Bibliographic record
Abstract
Many strategies can be used to support the use of research evidence in decision-making. However, such strategies have been understudied in crisis zones, where decision-making may be particularly complex, many factors may influence decision-makers’ use of research evidence, and professional judgements may be particularly relied upon. Using synthesis and qualitative research methods, this dissertation examines the role of research evidence in crisis zones and strategies to support its use in decision-making. First, chapter 2 describes a critical interpretive synthesis, which drew upon a broad body of literature around evidence use in crisis zones to develop a new conceptual framework that outlines strategies that leverage the facilitators and address the barriers to evidence use in crisis zones in four systems, namely the political, health, international humanitarian aid, and health research systems.
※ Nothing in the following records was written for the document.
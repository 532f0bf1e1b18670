use std::collections::{BTreeMap, BTreeSet};

use log::debug;

use super::model::{AnswerValue, SurveyWave};
use crate::error::{CompareError, CompareResult};

// ---------------------------------------------------------------------------
// Filter predicate: which demographic values are selected per attribute
// ---------------------------------------------------------------------------

/// User-selected demographic constraints: attribute name → allowed values.
/// Constraints AND across attributes and OR within an attribute's set; an
/// empty map means "no filter" (every respondent passes).
pub type FilterSpec = BTreeMap<String, BTreeSet<AnswerValue>>;

/// Return indices of respondents satisfying every constraint, in original
/// row order. The wave itself is never touched.
///
/// A respondent passes an attribute constraint when:
/// * its value for the attribute is in the allowed set → passes
/// * the allowed set is empty → nothing selected → fails
/// * it has no value for the attribute → reads as `Null`, passes only when
///   `Null` is explicitly allowed
///
/// Naming an attribute the wave does not declare is a typed
/// [`CompareError::InvalidFilter`], never a silent empty result. Allowed
/// values outside the attribute's observed domain are legal and simply match
/// nobody.
pub fn filtered_indices(wave: &SurveyWave, spec: &FilterSpec) -> CompareResult<Vec<usize>> {
    for attribute in spec.keys() {
        if !wave.has_attribute(attribute) {
            return Err(CompareError::InvalidFilter {
                attribute: attribute.clone(),
            });
        }
    }

    let indices: Vec<usize> = wave
        .respondents()
        .iter()
        .enumerate()
        .filter(|(_, r)| {
            spec.iter()
                .all(|(attribute, allowed)| allowed.contains(r.attribute(attribute)))
        })
        .map(|(i, _)| i)
        .collect();

    debug!(
        "filter matched {}/{} rows of wave {}",
        indices.len(),
        wave.len(),
        wave.year()
    );
    Ok(indices)
}

#[cfg(test)]
mod tests {
    use super::*;
    use crate::data::model::Respondent;

    fn wave() -> SurveyWave {
        let rows = vec![
            ("a", "11", Some(1)),
            ("b", "25", Some(2)),
            ("c", "11", Some(1)),
            ("d", "05", None),
        ];
        let respondents = rows
            .into_iter()
            .map(|(id, dpto, area)| {
                let mut attributes = BTreeMap::from([(
                    "DPTO".to_string(),
                    AnswerValue::String(dpto.to_string()),
                )]);
                if let Some(area) = area {
                    attributes.insert("AREA".to_string(), AnswerValue::Integer(area));
                } else {
                    attributes.insert("AREA".to_string(), AnswerValue::Null);
                }
                Respondent {
                    id: id.to_string(),
                    weight: 1.0,
                    answers: BTreeMap::new(),
                    attributes,
                }
            })
            .collect();
        SurveyWave::from_respondents(
            2019,
            respondents,
            &["DPTO".to_string(), "AREA".to_string()],
        )
        .unwrap()
    }

    #[test]
    fn empty_spec_returns_all_rows_in_order() {
        let w = wave();
        let got = filtered_indices(&w, &FilterSpec::new()).unwrap();
        assert_eq!(got, vec![0, 1, 2, 3]);
    }

    #[test]
    fn and_across_attributes_or_within_one() {
        let w = wave();
        let spec = FilterSpec::from([
            (
                "DPTO".to_string(),
                BTreeSet::from([
                    AnswerValue::String("11".to_string()),
                    AnswerValue::String("25".to_string()),
                ]),
            ),
            ("AREA".to_string(), BTreeSet::from([AnswerValue::Integer(1)])),
        ]);
        assert_eq!(filtered_indices(&w, &spec).unwrap(), vec![0, 2]);
    }

    #[test]
    fn unknown_attribute_is_a_typed_error() {
        let w = wave();
        let spec = FilterSpec::from([(
            "REGION".to_string(),
            BTreeSet::from([AnswerValue::String("Norte".to_string())]),
        )]);
        let err = filtered_indices(&w, &spec).expect_err("must fail fast");
        assert!(matches!(err, CompareError::InvalidFilter { attribute } if attribute == "REGION"));
    }

    #[test]
    fn unknown_value_of_known_attribute_matches_nobody() {
        let w = wave();
        let spec = FilterSpec::from([(
            "DPTO".to_string(),
            BTreeSet::from([AnswerValue::String("99".to_string())]),
        )]);
        assert!(filtered_indices(&w, &spec).unwrap().is_empty());
    }

    #[test]
    fn empty_allowed_set_matches_nothing() {
        let w = wave();
        let spec = FilterSpec::from([("DPTO".to_string(), BTreeSet::new())]);
        assert!(filtered_indices(&w, &spec).unwrap().is_empty());
    }

    #[test]
    fn null_must_be_selected_explicitly() {
        let w = wave();
        let spec = FilterSpec::from([("AREA".to_string(), BTreeSet::from([AnswerValue::Null]))]);
        assert_eq!(filtered_indices(&w, &spec).unwrap(), vec![3]);
    }
}
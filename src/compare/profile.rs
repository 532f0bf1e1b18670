use std::collections::BTreeSet;

use serde::Serialize;

use crate::data::model::{AnswerValue, SurveyWave};

// ---------------------------------------------------------------------------
// Missingness per column per wave
// ---------------------------------------------------------------------------

#[derive(Debug, Clone, PartialEq, Serialize)]
pub struct ColumnMissingness {
    pub column: String,
    /// Unweighted share of rows with no value, 0–100, per wave. A column
    /// absent from a wave reports 0.
    pub before_percent: f64,
    pub after_percent: f64,
}

#[derive(Debug, Clone, PartialEq, Eq, Serialize)]
pub struct WaveCounts {
    pub year: u16,
    pub rows: usize,
    /// Question and demographic columns plus the id and weight columns.
    pub columns: usize,
}

#[derive(Debug, Clone, PartialEq, Serialize)]
pub struct MissingnessReport {
    pub before: WaveCounts,
    pub after: WaveCounts,
    /// Every column of either wave, sorted by before-wave share descending,
    /// then column name.
    pub columns: Vec<ColumnMissingness>,
}

/// Profile the share of missing values per column across both waves.
pub fn missingness_report(before: &SurveyWave, after: &SurveyWave) -> MissingnessReport {
    let mut names: BTreeSet<&str> = BTreeSet::new();
    for wave in [before, after] {
        names.extend(wave.question_columns().iter().map(String::as_str));
        names.extend(wave.attribute_domains().keys().map(String::as_str));
    }

    let mut columns: Vec<ColumnMissingness> = names
        .into_iter()
        .map(|name| ColumnMissingness {
            column: name.to_string(),
            before_percent: missing_share(before, name),
            after_percent: missing_share(after, name),
        })
        .collect();
    columns.sort_by(|a, b| {
        b.before_percent
            .total_cmp(&a.before_percent)
            .then_with(|| a.column.cmp(&b.column))
    });

    MissingnessReport {
        before: counts(before),
        after: counts(after),
        columns,
    }
}

fn counts(wave: &SurveyWave) -> WaveCounts {
    WaveCounts {
        year: wave.year(),
        rows: wave.len(),
        columns: wave.question_columns().len() + wave.attribute_domains().len() + 2,
    }
}

fn missing_share(wave: &SurveyWave, column: &str) -> f64 {
    if wave.is_empty() {
        return 0.0;
    }
    let is_question = wave.has_question(column);
    let is_attribute = wave.has_attribute(column);
    if !is_question && !is_attribute {
        return 0.0;
    }
    let missing = wave
        .respondents()
        .iter()
        .filter(|r| {
            let value = if is_question {
                r.answers.get(column)
            } else {
                r.attributes.get(column)
            };
            value.map_or(true, AnswerValue::is_null)
        })
        .count();
    missing as f64 / wave.len() as f64 * 100.0
}

#[cfg(test)]
mod tests {
    use super::*;
    use crate::data::model::Respondent;
    use std::collections::BTreeMap;

    fn wave(year: u16, answers_per_row: Vec<Vec<(&str, AnswerValue)>>) -> SurveyWave {
        let respondents = answers_per_row
            .into_iter()
            .enumerate()
            .map(|(i, answers)| Respondent {
                id: format!("r{i}"),
                weight: 1.0,
                answers: answers
                    .into_iter()
                    .map(|(k, v)| (k.to_string(), v))
                    .collect(),
                attributes: BTreeMap::new(),
            })
            .collect();
        SurveyWave::from_respondents(year, respondents, &[]).unwrap()
    }

    #[test]
    fn shares_reflect_injected_nulls() {
        let before = wave(
            2019,
            vec![
                vec![("P1", AnswerValue::Integer(1)), ("P2", AnswerValue::Null)],
                vec![("P1", AnswerValue::Null), ("P2", AnswerValue::Null)],
                vec![("P1", AnswerValue::Integer(2)), ("P2", AnswerValue::Null)],
                vec![("P1", AnswerValue::Integer(3))], // P2 absent from the row
            ],
        );
        let after = wave(2023, vec![vec![("P1", AnswerValue::Integer(1))]]);

        let report = missingness_report(&before, &after);
        assert_eq!(report.before.rows, 4);
        assert_eq!(report.after.rows, 1);

        // Sorted by before-share descending: P2 (100%) first, then P1 (25%).
        assert_eq!(report.columns[0].column, "P2");
        assert!((report.columns[0].before_percent - 100.0).abs() < 1e-9);
        assert_eq!(report.columns[1].column, "P1");
        assert!((report.columns[1].before_percent - 25.0).abs() < 1e-9);
    }

    #[test]
    fn column_absent_from_a_wave_reports_zero() {
        let before = wave(2019, vec![vec![("P_2019_ONLY", AnswerValue::Null)]]);
        let after = wave(2023, vec![vec![("P_2023_ONLY", AnswerValue::Null)]]);

        let report = missingness_report(&before, &after);
        let only_before = report
            .columns
            .iter()
            .find(|c| c.column == "P_2019_ONLY")
            .unwrap();
        assert!((only_before.before_percent - 100.0).abs() < 1e-9);
        assert_eq!(only_before.after_percent, 0.0);
    }

    #[test]
    fn ties_fall_back_to_column_name_order() {
        let before = wave(
            2019,
            vec![vec![
                ("PB", AnswerValue::Integer(1)),
                ("PA", AnswerValue::Integer(1)),
            ]],
        );
        let after = wave(2023, vec![vec![]]);

        let report = missingness_report(&before, &after);
        let names: Vec<&str> = report.columns.iter().map(|c| c.column.as_str()).collect();
        assert_eq!(names, vec!["PA", "PB"]);
    }
}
Second, in chapter 3, the focus narrows, and an embedded qualitative case study design was used to gain a deeper understanding into one of the four identified systems, the political system, and specifically the factors that influenced the use of research evidence in the governmental health policy-development processes for Syrian refugees in Lebanon and Ontario. Finally, in chapter 4, a user testing study design was used to zero-in on decision-makers’ experiences with a particular strategy within the health research system, namely an evidence website focused specifically on topics relevant in crisis zones. This dissertation provides a rich understanding of research evidence use by examining knowledge translation strategies in a setting that has been largely unexplored in the broader KT map: crisis zones. The findings from this thesis point to the need for comprehensive strategies to support evidence use in decision-making that draw upon the existing literature and are adapted for crisis zones, which can occur sequentially or simultaneously within or across the four identified systems.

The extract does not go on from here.